[Stored data entries]
[Start of Attachment]
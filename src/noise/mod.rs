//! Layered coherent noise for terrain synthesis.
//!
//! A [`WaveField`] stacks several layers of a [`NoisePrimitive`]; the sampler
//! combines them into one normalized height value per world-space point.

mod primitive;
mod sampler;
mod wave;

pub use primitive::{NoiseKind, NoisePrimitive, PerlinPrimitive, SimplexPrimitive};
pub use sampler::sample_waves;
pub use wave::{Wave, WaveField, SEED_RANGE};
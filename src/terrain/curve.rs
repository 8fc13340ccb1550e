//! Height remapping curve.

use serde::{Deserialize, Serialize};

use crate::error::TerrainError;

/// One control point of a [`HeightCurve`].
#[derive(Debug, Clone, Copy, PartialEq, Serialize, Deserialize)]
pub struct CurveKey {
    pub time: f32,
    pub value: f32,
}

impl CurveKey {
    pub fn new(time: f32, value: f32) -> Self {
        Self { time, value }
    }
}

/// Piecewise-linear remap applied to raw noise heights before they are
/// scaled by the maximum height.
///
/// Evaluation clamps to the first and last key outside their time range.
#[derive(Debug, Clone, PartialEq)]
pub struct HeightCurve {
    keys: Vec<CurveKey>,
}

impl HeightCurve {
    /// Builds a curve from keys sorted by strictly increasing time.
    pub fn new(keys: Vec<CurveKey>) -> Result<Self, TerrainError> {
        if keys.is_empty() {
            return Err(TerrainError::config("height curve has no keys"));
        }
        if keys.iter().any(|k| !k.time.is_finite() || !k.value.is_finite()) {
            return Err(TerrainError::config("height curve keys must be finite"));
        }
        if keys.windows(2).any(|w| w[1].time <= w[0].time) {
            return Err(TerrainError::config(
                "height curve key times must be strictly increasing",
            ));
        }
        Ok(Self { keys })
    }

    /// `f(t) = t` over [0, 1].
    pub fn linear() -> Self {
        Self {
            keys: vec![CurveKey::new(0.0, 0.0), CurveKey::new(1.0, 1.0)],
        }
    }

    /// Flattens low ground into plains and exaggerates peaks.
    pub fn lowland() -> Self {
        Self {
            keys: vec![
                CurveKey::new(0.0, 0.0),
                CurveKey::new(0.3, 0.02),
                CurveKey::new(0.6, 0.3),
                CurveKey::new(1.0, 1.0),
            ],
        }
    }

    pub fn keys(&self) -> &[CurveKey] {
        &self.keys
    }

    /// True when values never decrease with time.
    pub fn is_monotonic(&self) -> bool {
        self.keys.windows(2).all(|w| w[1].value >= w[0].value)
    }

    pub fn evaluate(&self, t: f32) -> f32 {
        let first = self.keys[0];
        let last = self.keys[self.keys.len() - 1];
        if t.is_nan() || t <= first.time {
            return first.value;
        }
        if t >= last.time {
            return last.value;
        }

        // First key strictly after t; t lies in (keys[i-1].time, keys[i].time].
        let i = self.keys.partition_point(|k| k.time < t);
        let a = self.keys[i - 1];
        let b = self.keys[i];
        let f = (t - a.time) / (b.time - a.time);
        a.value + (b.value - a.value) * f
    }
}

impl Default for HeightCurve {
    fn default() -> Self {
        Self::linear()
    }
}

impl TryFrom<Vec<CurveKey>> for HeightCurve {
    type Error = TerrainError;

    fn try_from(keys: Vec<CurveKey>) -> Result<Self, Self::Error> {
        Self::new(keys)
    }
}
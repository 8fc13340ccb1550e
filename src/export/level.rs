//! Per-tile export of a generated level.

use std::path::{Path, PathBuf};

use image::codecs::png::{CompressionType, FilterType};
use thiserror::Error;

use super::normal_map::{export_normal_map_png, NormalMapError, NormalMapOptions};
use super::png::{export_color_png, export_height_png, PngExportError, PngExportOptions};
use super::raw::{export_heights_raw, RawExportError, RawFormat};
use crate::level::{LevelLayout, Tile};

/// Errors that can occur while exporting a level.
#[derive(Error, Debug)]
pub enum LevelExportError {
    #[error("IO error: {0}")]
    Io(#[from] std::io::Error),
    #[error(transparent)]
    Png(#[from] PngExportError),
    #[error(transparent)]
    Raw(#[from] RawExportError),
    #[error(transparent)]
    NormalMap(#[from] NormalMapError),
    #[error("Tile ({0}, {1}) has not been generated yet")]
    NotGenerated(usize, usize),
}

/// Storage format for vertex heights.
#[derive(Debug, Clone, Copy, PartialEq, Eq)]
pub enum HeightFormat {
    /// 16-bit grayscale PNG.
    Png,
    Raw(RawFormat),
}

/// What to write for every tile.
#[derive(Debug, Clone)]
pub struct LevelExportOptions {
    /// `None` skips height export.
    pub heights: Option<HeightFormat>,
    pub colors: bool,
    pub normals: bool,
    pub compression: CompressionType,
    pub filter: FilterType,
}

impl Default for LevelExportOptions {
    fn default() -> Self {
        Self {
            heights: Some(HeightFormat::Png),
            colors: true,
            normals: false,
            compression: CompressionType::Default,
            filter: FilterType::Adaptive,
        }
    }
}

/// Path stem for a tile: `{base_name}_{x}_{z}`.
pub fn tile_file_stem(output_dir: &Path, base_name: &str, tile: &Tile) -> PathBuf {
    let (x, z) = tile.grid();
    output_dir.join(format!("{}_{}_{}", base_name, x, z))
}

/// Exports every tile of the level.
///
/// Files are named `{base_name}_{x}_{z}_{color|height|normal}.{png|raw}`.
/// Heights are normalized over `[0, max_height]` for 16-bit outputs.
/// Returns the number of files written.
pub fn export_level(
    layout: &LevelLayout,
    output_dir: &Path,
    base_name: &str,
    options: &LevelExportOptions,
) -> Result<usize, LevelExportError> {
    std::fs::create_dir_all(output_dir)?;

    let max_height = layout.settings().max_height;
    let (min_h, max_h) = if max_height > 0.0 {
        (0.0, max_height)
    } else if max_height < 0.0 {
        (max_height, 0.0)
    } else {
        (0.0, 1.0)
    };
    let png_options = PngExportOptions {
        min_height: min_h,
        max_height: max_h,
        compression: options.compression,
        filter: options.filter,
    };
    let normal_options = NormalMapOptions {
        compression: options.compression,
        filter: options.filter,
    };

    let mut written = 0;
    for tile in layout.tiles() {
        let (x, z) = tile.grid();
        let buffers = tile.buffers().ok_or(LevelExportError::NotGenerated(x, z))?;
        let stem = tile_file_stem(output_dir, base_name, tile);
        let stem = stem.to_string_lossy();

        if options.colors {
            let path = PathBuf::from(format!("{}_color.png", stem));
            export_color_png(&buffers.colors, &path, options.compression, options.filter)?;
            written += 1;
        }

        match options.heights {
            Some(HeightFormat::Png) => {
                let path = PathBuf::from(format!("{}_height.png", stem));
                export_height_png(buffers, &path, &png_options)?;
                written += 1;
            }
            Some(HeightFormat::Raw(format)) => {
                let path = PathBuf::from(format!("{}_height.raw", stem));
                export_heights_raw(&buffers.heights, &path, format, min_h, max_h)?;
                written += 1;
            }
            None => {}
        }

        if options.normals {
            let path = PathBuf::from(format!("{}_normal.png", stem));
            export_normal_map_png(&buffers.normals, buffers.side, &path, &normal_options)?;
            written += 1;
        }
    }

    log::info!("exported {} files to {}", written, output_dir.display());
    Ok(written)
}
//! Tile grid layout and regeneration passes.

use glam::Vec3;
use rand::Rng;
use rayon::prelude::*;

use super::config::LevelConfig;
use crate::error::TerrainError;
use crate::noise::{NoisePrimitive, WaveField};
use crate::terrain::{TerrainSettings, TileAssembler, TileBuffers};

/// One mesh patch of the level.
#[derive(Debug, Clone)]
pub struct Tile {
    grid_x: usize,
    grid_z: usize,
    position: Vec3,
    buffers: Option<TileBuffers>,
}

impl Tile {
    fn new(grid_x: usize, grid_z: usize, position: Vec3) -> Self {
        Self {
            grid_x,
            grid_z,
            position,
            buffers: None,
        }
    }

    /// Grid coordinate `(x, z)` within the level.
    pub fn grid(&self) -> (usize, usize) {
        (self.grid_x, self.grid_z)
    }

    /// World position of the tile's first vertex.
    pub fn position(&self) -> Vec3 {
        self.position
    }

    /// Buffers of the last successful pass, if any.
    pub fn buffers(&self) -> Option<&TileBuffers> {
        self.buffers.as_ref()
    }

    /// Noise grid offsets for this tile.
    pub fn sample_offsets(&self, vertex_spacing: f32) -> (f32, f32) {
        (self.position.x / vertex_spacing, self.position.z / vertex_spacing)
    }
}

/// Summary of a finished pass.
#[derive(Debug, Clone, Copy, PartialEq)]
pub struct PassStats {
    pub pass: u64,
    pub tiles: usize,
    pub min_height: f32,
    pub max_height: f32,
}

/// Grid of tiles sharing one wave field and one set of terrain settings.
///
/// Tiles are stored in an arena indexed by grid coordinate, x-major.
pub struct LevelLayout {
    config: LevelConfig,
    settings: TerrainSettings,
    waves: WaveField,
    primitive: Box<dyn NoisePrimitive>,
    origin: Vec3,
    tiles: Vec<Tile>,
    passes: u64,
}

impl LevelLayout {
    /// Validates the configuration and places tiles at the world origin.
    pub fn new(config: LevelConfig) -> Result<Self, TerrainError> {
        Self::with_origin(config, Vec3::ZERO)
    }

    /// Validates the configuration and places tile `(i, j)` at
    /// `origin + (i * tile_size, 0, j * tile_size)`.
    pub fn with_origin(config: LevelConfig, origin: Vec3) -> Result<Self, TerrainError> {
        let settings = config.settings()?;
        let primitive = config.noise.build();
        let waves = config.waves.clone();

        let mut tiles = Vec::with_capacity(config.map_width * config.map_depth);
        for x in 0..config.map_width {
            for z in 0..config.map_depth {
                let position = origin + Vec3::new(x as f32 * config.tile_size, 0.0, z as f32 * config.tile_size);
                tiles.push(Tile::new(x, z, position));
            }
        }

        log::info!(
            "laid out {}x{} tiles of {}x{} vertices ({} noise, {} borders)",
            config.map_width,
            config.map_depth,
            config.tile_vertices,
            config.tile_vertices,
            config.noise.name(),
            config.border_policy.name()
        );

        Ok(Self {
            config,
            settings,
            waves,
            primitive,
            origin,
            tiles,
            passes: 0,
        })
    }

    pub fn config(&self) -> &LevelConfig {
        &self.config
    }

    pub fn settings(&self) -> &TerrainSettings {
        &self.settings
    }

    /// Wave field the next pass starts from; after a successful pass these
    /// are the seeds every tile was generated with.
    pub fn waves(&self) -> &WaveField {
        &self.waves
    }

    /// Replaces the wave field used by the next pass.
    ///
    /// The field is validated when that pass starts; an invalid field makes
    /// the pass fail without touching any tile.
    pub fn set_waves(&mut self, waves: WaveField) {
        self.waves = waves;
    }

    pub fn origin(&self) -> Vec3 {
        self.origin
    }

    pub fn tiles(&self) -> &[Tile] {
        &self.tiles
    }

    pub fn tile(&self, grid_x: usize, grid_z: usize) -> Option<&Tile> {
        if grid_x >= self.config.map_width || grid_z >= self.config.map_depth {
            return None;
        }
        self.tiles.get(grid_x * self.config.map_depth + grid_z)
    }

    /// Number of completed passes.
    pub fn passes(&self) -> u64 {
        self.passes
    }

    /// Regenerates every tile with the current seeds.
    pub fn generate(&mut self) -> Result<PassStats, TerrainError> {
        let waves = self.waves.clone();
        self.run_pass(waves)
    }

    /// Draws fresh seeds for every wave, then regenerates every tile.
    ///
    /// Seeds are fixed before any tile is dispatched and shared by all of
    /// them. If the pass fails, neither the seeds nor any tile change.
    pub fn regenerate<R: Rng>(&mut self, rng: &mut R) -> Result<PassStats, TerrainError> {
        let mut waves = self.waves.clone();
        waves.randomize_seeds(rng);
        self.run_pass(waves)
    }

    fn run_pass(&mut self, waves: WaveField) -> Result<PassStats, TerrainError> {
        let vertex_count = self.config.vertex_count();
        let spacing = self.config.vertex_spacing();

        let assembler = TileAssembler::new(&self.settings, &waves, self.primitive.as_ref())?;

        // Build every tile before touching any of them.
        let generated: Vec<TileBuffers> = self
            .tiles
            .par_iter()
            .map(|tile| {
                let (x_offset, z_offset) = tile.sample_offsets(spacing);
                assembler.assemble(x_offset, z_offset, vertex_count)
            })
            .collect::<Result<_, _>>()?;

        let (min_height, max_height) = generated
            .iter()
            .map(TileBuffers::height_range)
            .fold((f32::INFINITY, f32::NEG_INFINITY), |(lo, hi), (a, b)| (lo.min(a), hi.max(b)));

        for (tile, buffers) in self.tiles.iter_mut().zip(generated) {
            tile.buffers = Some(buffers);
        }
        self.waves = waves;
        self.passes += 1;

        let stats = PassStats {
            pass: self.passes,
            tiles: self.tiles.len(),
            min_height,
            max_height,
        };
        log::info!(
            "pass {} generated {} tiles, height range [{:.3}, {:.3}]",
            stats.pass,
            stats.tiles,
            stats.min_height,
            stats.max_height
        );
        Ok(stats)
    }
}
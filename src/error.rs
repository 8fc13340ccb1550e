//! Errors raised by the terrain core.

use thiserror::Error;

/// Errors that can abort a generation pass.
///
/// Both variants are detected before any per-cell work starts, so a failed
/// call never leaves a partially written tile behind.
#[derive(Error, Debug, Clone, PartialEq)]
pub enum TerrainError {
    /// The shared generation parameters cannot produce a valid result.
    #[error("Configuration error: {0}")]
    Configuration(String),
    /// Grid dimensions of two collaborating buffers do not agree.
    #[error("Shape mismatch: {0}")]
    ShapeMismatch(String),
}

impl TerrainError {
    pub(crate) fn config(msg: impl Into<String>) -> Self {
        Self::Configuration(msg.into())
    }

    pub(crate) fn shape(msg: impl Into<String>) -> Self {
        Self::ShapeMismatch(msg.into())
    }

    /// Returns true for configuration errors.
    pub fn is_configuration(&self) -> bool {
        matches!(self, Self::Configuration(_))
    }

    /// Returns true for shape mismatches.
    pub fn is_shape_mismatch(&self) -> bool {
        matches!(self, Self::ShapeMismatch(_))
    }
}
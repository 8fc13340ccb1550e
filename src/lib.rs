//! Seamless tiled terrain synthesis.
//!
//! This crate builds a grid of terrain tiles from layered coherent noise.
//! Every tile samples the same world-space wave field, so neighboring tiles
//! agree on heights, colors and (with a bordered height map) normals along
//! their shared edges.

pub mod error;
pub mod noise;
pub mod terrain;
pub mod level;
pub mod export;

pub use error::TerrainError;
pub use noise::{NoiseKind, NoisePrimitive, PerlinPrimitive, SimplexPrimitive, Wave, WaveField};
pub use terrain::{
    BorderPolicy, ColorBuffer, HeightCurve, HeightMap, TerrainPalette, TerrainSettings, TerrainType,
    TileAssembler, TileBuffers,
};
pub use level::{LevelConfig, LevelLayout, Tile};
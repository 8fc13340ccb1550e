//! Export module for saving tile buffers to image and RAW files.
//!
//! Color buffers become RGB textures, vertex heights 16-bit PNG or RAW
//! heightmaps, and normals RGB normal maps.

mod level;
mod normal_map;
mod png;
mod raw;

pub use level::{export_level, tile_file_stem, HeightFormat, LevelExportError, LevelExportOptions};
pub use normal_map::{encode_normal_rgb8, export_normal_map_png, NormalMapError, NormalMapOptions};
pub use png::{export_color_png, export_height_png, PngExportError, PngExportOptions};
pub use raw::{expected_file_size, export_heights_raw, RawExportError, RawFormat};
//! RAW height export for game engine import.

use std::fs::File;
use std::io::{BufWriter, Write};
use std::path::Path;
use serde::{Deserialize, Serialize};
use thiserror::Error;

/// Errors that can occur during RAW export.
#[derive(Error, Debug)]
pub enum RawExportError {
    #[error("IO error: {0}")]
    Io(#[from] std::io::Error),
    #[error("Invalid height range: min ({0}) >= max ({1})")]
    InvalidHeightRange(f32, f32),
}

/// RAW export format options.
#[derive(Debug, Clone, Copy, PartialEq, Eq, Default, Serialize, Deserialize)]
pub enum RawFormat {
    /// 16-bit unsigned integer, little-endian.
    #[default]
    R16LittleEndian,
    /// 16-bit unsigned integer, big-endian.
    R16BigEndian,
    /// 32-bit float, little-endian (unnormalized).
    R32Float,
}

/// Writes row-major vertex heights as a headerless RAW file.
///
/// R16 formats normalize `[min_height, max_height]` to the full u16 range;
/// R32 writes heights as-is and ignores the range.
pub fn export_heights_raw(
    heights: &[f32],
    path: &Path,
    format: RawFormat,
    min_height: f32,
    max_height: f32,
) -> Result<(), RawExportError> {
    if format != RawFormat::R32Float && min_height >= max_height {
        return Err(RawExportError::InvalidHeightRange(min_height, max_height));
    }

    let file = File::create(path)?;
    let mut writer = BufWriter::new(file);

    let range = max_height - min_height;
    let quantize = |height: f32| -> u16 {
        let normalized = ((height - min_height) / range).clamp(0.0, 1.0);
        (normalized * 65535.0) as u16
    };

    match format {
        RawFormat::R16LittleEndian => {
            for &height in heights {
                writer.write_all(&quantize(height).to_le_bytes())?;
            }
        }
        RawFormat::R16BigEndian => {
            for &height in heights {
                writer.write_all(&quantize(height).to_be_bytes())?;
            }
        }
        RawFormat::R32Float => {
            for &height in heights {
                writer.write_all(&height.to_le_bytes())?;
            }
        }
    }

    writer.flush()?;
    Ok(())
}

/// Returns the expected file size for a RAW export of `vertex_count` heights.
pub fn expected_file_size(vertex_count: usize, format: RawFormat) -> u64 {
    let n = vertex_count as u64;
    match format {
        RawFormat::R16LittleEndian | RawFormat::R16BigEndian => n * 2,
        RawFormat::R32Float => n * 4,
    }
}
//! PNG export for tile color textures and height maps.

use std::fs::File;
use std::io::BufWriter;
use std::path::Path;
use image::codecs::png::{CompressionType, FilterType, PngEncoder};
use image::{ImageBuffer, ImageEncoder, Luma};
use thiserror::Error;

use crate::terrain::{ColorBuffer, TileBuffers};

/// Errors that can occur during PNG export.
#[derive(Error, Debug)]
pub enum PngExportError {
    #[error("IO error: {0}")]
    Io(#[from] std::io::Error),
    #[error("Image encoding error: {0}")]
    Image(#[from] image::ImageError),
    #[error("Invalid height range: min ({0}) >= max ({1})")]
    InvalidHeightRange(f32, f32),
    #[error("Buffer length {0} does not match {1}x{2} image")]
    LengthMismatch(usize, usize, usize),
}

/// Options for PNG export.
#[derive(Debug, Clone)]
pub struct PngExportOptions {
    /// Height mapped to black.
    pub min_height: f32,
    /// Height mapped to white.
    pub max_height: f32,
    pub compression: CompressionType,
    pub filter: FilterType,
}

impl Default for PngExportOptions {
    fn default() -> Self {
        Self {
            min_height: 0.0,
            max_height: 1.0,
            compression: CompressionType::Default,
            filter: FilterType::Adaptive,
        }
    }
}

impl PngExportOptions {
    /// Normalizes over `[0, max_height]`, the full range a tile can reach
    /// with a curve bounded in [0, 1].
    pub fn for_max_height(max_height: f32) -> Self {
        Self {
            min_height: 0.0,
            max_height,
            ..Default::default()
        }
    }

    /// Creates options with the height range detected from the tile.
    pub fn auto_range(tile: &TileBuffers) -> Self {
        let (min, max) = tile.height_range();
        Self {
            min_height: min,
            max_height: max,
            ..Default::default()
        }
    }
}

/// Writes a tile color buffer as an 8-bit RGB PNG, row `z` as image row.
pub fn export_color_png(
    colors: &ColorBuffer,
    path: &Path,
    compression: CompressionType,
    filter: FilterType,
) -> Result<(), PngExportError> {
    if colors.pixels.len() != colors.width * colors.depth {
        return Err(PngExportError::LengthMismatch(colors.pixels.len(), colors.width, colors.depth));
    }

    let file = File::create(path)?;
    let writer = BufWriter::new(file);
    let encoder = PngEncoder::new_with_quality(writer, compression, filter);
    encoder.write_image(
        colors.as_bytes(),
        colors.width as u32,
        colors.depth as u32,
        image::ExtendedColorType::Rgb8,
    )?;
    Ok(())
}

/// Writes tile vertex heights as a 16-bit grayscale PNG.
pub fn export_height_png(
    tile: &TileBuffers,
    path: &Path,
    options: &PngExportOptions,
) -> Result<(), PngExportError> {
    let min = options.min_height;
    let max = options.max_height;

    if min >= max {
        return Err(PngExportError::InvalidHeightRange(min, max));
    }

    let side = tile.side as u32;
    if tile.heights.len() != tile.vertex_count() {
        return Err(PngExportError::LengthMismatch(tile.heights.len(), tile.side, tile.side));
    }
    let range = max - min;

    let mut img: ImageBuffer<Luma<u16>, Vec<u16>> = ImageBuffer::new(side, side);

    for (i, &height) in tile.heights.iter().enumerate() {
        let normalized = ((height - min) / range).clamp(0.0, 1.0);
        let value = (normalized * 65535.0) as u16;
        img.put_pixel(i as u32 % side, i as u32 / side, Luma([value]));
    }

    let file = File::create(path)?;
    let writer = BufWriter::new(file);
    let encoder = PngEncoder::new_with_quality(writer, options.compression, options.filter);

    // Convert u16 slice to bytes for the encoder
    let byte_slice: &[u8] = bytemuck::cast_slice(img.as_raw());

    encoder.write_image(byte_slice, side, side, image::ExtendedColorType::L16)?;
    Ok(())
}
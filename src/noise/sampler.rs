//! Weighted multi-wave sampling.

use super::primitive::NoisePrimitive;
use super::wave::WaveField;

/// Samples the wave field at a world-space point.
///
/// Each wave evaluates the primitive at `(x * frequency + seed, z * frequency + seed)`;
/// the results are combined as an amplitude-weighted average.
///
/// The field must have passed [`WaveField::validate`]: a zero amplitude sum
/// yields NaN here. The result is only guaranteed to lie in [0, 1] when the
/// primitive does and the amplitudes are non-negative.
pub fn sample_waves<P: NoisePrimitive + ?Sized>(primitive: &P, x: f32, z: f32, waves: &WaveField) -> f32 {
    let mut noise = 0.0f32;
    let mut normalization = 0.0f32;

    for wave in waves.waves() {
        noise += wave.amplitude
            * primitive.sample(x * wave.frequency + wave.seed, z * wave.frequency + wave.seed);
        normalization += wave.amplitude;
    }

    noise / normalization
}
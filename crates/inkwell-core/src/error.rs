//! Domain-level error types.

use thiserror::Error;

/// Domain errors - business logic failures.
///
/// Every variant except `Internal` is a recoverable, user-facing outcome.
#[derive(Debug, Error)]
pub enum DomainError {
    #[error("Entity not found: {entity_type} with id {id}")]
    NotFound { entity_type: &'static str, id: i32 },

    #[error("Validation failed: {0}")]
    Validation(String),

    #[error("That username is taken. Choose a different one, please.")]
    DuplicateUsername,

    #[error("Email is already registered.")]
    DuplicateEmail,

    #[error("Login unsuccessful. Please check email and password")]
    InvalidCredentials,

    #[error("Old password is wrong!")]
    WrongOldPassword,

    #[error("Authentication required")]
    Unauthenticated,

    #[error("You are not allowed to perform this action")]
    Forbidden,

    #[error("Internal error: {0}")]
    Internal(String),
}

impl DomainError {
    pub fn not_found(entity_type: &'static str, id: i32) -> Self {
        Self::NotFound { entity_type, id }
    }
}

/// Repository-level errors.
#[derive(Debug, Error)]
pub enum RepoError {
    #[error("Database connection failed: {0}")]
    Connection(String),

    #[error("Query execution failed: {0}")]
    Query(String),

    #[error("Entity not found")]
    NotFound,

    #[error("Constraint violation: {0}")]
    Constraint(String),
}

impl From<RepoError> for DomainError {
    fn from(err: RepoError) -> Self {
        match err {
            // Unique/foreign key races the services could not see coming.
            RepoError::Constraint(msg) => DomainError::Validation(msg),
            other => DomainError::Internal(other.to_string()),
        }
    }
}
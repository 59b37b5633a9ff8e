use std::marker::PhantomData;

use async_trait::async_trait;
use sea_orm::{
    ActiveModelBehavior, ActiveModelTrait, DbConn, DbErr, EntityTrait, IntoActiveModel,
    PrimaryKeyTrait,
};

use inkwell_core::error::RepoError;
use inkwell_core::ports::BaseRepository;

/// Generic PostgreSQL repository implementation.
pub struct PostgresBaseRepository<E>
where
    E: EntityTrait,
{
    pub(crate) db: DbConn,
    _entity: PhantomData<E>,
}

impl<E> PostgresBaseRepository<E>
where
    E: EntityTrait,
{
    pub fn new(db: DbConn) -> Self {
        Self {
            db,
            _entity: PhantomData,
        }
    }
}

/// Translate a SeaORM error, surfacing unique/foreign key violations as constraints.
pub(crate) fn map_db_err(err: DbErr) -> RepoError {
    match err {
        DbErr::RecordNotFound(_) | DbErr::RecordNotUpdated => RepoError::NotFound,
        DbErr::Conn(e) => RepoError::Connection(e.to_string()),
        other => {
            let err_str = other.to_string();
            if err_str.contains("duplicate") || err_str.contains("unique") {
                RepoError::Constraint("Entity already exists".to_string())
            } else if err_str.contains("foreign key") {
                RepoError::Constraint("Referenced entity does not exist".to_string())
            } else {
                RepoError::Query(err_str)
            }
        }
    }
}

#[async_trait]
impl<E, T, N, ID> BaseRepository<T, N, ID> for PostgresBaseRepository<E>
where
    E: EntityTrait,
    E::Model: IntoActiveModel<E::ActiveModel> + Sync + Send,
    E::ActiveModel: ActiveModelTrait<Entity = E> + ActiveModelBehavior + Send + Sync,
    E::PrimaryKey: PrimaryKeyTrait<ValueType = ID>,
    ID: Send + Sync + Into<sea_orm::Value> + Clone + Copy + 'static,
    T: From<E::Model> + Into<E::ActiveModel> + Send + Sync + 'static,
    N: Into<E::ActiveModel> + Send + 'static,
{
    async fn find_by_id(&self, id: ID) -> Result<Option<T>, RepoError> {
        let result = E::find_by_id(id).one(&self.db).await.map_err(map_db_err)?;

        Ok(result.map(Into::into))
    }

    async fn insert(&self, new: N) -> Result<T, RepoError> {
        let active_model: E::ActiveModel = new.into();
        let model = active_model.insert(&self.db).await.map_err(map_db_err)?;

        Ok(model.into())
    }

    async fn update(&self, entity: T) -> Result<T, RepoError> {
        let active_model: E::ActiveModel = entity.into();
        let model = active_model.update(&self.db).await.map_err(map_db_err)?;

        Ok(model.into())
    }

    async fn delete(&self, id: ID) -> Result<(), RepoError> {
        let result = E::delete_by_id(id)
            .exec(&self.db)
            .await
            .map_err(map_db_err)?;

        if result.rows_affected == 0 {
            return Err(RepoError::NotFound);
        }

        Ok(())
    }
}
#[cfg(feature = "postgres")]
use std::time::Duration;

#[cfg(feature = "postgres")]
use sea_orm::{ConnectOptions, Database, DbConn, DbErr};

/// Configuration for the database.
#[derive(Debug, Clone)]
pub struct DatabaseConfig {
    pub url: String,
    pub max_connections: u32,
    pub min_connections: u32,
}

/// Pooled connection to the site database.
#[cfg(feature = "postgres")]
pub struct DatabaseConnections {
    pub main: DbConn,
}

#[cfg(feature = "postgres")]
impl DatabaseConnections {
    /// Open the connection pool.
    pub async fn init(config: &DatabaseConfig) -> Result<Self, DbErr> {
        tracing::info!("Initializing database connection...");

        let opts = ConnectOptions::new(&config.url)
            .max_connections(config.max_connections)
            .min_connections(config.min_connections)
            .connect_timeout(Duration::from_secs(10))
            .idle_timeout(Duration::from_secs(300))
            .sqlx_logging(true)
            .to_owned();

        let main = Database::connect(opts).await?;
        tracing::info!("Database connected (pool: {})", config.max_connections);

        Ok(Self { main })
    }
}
[End of Attachment]
• [Work request] Output, from the data above, the lines from the line with "let spacing = self.config.vertex_spacing();" to the line with "pub enum TerrainError" exactly as they stand, both ends included and nothing else.

• [Solution to the problem]
        let spacing = self.config.vertex_spacing();

        let assembler = TileAssembler::new(&self.settings, &waves, self.primitive.as_ref())?;

        // Build every tile before touching any of them.
        let generated: Vec<TileBuffers> = self
            .tiles
            .par_iter()
            .map(|tile| {
                let (x_offset, z_offset) = tile.sample_offsets(spacing);
                assembler.assemble(x_offset, z_offset, vertex_count)
            })
            .collect::<Result<_, _>>()?;

        let (min_height, max_height) = generated
            .iter()
            .map(TileBuffers::height_range)
            .fold((f32::INFINITY, f32::NEG_INFINITY), |(lo, hi), (a, b)| (lo.min(a), hi.max(b)));

        for (tile, buffers) in self.tiles.iter_mut().zip(generated) {
            tile.buffers = Some(buffers);
        }
        self.waves = waves;
        self.passes += 1;

        let stats = PassStats {
            pass: self.passes,
            tiles: self.tiles.len(),
            min_height,
            max_height,
        };
        log::info!(
            "pass {} generated {} tiles, height range [{:.3}, {:.3}]",
            stats.pass,
            stats.tiles,
            stats.min_height,
            stats.max_height
        );
        Ok(stats)
    }
}
filename src/error.rs
repository 8fc13340ccb1550e
//! Errors raised by the terrain core.

use thiserror::Error;

/// Errors that can abort a generation pass.
///
/// Both variants are detected before any per-cell work starts, so a failed
/// call never leaves a partially written tile behind.
#[derive(Error, Debug, Clone, PartialEq)]
pub enum TerrainError {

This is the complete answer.